• **Exercise details**
In the records below, find every line with the word "crate" and copy it.

[Opening Data for processing section]

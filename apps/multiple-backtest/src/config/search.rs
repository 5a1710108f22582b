//! Parameter search configuration.

use serde::{Deserialize, Serialize};

use crate::optimize::{ObjectiveKind, RandomSearchOracle};

/// Search budget, seed and objective.
#[derive(Debug, Clone, Serialize, Deserialize)]
pub struct SearchConfig {
    /// Objective evaluations per training window.
    #[serde(default = "default_max_evaluations")]
    pub max_evaluations: usize,
    /// Seed of the random search.
    #[serde(default = "default_seed")]
    pub seed: u64,
    /// Candidates evaluated in parallel per batch.
    #[serde(default = "default_batch_size")]
    pub batch_size: usize,
    /// What a candidate is scored on.
    #[serde(default)]
    pub objective: ObjectiveKind,
    /// Fiat balance every candidate replay starts from.
    #[serde(default = "default_reference_fiat")]
    pub reference_fiat: f64,
    /// Asset balance every candidate replay starts from.
    #[serde(default)]
    pub reference_crypto: f64,
}

impl Default for SearchConfig {
    fn default() -> Self {
        Self {
            max_evaluations: default_max_evaluations(),
            seed: default_seed(),
            batch_size: default_batch_size(),
            objective: ObjectiveKind::default(),
            reference_fiat: default_reference_fiat(),
            reference_crypto: 0.0,
        }
    }
}

impl SearchConfig {
    /// Random search oracle for this configuration.
    #[must_use]
    pub fn oracle(&self) -> RandomSearchOracle {
        RandomSearchOracle::new(self.seed).with_batch_size(self.batch_size)
    }
}

const fn default_max_evaluations() -> usize {
    500
}

const fn default_seed() -> u64 {
    42
}

const fn default_batch_size() -> usize {
    RandomSearchOracle::DEFAULT_BATCH_SIZE
}

const fn default_reference_fiat() -> f64 {
    1000.0
}
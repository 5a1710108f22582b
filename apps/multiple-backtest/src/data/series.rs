//! Immutable daily price series.

use chrono::NaiveDate;
use serde::{Deserialize, Serialize};

use crate::error::{BacktestError, BacktestResult};
use crate::walkforward::Window;

/// A single `(date, price)` observation.
#[derive(Debug, Clone, Copy, PartialEq, Serialize, Deserialize)]
pub struct PricePoint {
    /// Observation date.
    pub date: NaiveDate,
    /// Price in the reporting currency.
    pub price: f64,
}

impl PricePoint {
    /// Create a new observation.
    #[must_use]
    pub const fn new(date: NaiveDate, price: f64) -> Self {
        Self { date, price }
    }
}

/// Ordered price history with strictly increasing dates.
///
/// Calendar gaps are allowed and never filled: a date without a row simply
/// has no observation.
#[derive(Debug, Clone, PartialEq, Serialize, Deserialize)]
#[serde(try_from = "Vec<PricePoint>", into = "Vec<PricePoint>")]
pub struct PriceSeries {
    points: Vec<PricePoint>,
}

impl PriceSeries {
    /// Build a series, checking ordering and price values.
    ///
    /// # Errors
    ///
    /// Returns [`BacktestError::InvalidSeries`] if dates are not strictly
    /// increasing or a price is not finite and positive.
    pub fn new(points: Vec<PricePoint>) -> BacktestResult<Self> {
        if let Some(bad) = points.iter().find(|p| !p.price.is_finite() || p.price <= 0.0) {
            return Err(BacktestError::InvalidSeries {
                message: format!(
                    "price on {} must be finite and positive, got {}",
                    bad.date, bad.price
                ),
            });
        }

        if let Some(pair) = points.windows(2).find(|w| w[0].date >= w[1].date) {
            return Err(BacktestError::InvalidSeries {
                message: format!(
                    "dates must be strictly increasing: {} is followed by {}",
                    pair[0].date, pair[1].date
                ),
            });
        }

        Ok(Self { points })
    }

    /// Build a series from `(date, price)` tuples.
    ///
    /// # Errors
    ///
    /// See [`PriceSeries::new`].
    pub fn from_pairs(pairs: impl IntoIterator<Item = (NaiveDate, f64)>) -> BacktestResult<Self> {
        Self::new(
            pairs
                .into_iter()
                .map(|(date, price)| PricePoint::new(date, price))
                .collect(),
        )
    }

    /// All observations in chronological order.
    #[must_use]
    pub fn points(&self) -> &[PricePoint] {
        &self.points
    }

    /// Number of observations.
    #[must_use]
    pub fn len(&self) -> usize {
        self.points.len()
    }

    /// Whether the series has no observations.
    #[must_use]
    pub fn is_empty(&self) -> bool {
        self.points.is_empty()
    }

    /// Earliest observation.
    #[must_use]
    pub fn first(&self) -> Option<&PricePoint> {
        self.points.first()
    }

    /// Latest observation.
    #[must_use]
    pub fn last(&self) -> Option<&PricePoint> {
        self.points.last()
    }

    /// Date of the earliest observation.
    #[must_use]
    pub fn start_date(&self) -> Option<NaiveDate> {
        self.first().map(|p| p.date)
    }

    /// Date of the latest observation.
    #[must_use]
    pub fn end_date(&self) -> Option<NaiveDate> {
        self.last().map(|p| p.date)
    }

    /// Price of the latest observation.
    #[must_use]
    pub fn last_price(&self) -> Option<f64> {
        self.last().map(|p| p.price)
    }

    /// Price observed on `date`, if a row exists.
    #[must_use]
    pub fn price_on(&self, date: NaiveDate) -> Option<f64> {
        self.points
            .binary_search_by_key(&date, |p| p.date)
            .ok()
            .map(|idx| self.points[idx].price)
    }

    /// Observations strictly before `date`.
    #[must_use]
    pub fn before(&self, date: NaiveDate) -> &[PricePoint] {
        let end = self.points.partition_point(|p| p.date < date);
        &self.points[..end]
    }

    /// Observations inside the inclusive window.
    #[must_use]
    pub fn window(&self, window: &Window) -> &[PricePoint] {
        let start = self.points.partition_point(|p| p.date < window.start);
        let end = self.points.partition_point(|p| p.date <= window.end);
        if start >= end {
            return &[];
        }
        &self.points[start..end]
    }

    /// Owned sub-series restricted to the inclusive window.
    #[must_use]
    pub fn restrict(&self, window: &Window) -> Self {
        Self {
            points: self.window(window).to_vec(),
        }
    }
}

impl TryFrom<Vec<PricePoint>> for PriceSeries {
    type Error = BacktestError;

    fn try_from(points: Vec<PricePoint>) -> Result<Self, Self::Error> {
        Self::new(points)
    }
}

impl From<PriceSeries> for Vec<PricePoint> {
    fn from(series: PriceSeries) -> Self {
        series.points
    }
}

#[cfg(test)]
mod tests {
    use super::*;

    fn date(y: i32, m: u32, d: u32) -> NaiveDate {
        NaiveDate::from_ymd_opt(y, m, d).unwrap()
    }

    fn sample() -> PriceSeries {
        PriceSeries::from_pairs([
            (date(2023, 1, 1), 100.0),
            (date(2023, 1, 2), 140.0),
            (date(2023, 1, 3), 120.0),
            (date(2023, 1, 4), 130.0),
        ])
        .unwrap()
    }

    #[test]
    fn test_rejects_unsorted_dates() {
        let result =
            PriceSeries::from_pairs([(date(2023, 1, 2), 100.0), (date(2023, 1, 1), 110.0)]);
        let Err(BacktestError::InvalidSeries { message }) = result else {
            panic!("expected InvalidSeries for unsorted dates");
        };
        assert!(message.contains("strictly increasing"));
    }

    #[test]
    fn test_rejects_duplicate_dates() {
        let result =
            PriceSeries::from_pairs([(date(2023, 1, 1), 100.0), (date(2023, 1, 1), 110.0)]);
        assert!(matches!(result, Err(BacktestError::InvalidSeries { .. })));
    }

    #[test]
    fn test_rejects_non_positive_price() {
        let result = PriceSeries::from_pairs([(date(2023, 1, 1), 0.0)]);
        assert!(matches!(result, Err(BacktestError::InvalidSeries { .. })));
    }

    #[test]
    fn test_window_is_inclusive() {
        let series = sample();
        let window = Window::new(date(2023, 1, 2), date(2023, 1, 3)).unwrap();
        let view = series.window(&window);
        assert_eq!(view.len(), 2);
        assert_eq!(view[0].price, 140.0);
        assert_eq!(view[1].price, 120.0);
    }

    #[test]
    fn test_window_outside_series_is_empty() {
        let series = sample();
        let window = Window::new(date(2023, 2, 1), date(2023, 2, 5)).unwrap();
        assert!(series.window(&window).is_empty());
    }

    #[test]
    fn test_before_excludes_the_date_itself() {
        let series = sample();
        let prior = series.before(date(2023, 1, 3));
        assert_eq!(prior.len(), 2);
        assert_eq!(prior[1].date, date(2023, 1, 2));
    }

    #[test]
    fn test_price_on_and_bounds() {
        let series = sample();
        assert_eq!(series.price_on(date(2023, 1, 3)), Some(120.0));
        assert_eq!(series.price_on(date(2023, 1, 9)), None);
        assert_eq!(series.start_date(), Some(date(2023, 1, 1)));
        assert_eq!(series.end_date(), Some(date(2023, 1, 4)));
        assert_eq!(series.last_price(), Some(130.0));
    }

    #[test]
    fn test_deserialize_validates() {
        let json = r#"[{"date":"2023-01-02","price":1.0},{"date":"2023-01-01","price":2.0}]"#;
        let result: Result<PriceSeries, _> = serde_json::from_str(json);
        assert!(result.is_err());
    }
}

[Closing Data for processing section]

• **Output for this exercise**
use crate::optimize::{ObjectiveKind, RandomSearchOracle};
use crate::error::{BacktestError, BacktestResult};
use crate::walkforward::Window;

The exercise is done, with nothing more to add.